━━ Records shown

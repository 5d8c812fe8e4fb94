//! Event fabric: an in-process WebSocket hub with per-client subscriptions
//! and event filters. Every state-changing core operation publishes here;
//! UI consumers connect through the gateway's `/ws` route.

pub mod frames;
pub mod hub;
pub mod origin;
pub mod socket;

pub use frames::{ClientFrame, EventFilter, ServerFrame};
pub use hub::{ConnectionLimits, EventHub, HubError, MATCH_ANY};
pub use origin::OriginPolicy;
pub use socket::{SocketConfig, serve_socket};
//! Service-discovery wire handler.
//!
//! The service-discovery subsystem is an external collaborator; the
//! dispatcher only owns routing its namespace to a handler. The bundled
//! handler answers every operation with the not-implemented envelope, and
//! deployments that carry a real subsystem swap the trait object.

use async_trait::async_trait;
use axum::response::Response;
use bytes::Bytes;
use stevedore_ecs::EcsError;

use crate::ecs_wire::error_response;

pub const SD_TARGET_PREFIX: &str = "Route53AutoNaming_v20170314.";

#[async_trait]
pub trait ServiceDiscoveryHandler: Send + Sync {
    async fn handle(&self, action: &str, body: Bytes) -> Response;
}

pub struct StubServiceDiscovery;

#[async_trait]
impl ServiceDiscoveryHandler for StubServiceDiscovery {
    async fn handle(&self, action: &str, _body: Bytes) -> Response {
        tracing::debug!(action, "service discovery operation stubbed");
        error_response(&EcsError::NotImplemented(format!(
            "service discovery operation {}",
            action
        )))
    }
}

━━━━

- [Directions]
Only output the lines from the one with "pub mod frames;" through the end of the entries above, exactly as they are.

- [Solved exercise]
pub mod frames;
pub mod hub;
pub mod origin;
pub mod socket;

pub use frames::{ClientFrame, EventFilter, ServerFrame};
pub use hub::{ConnectionLimits, EventHub, HubError, MATCH_ANY};
pub use origin::OriginPolicy;
pub use socket::{SocketConfig, serve_socket};
//! Service-discovery wire handler.
//!
//! The service-discovery subsystem is an external collaborator; the
//! dispatcher only owns routing its namespace to a handler. The bundled
//! handler answers every operation with the not-implemented envelope, and
//! deployments that carry a real subsystem swap the trait object.

use async_trait::async_trait;
use axum::response::Response;
use bytes::Bytes;
use stevedore_ecs::EcsError;

use crate::ecs_wire::error_response;

pub const SD_TARGET_PREFIX: &str = "Route53AutoNaming_v20170314.";

#[async_trait]
pub trait ServiceDiscoveryHandler: Send + Sync {
    async fn handle(&self, action: &str, body: Bytes) -> Response;
}

pub struct StubServiceDiscovery;

#[async_trait]
impl ServiceDiscoveryHandler for StubServiceDiscovery {
    async fn handle(&self, action: &str, _body: Bytes) -> Response {
        tracing::debug!(action, "service discovery operation stubbed");
        error_response(&EcsError::NotImplemented(format!(
            "service discovery operation {}",
            action
        )))
    }
}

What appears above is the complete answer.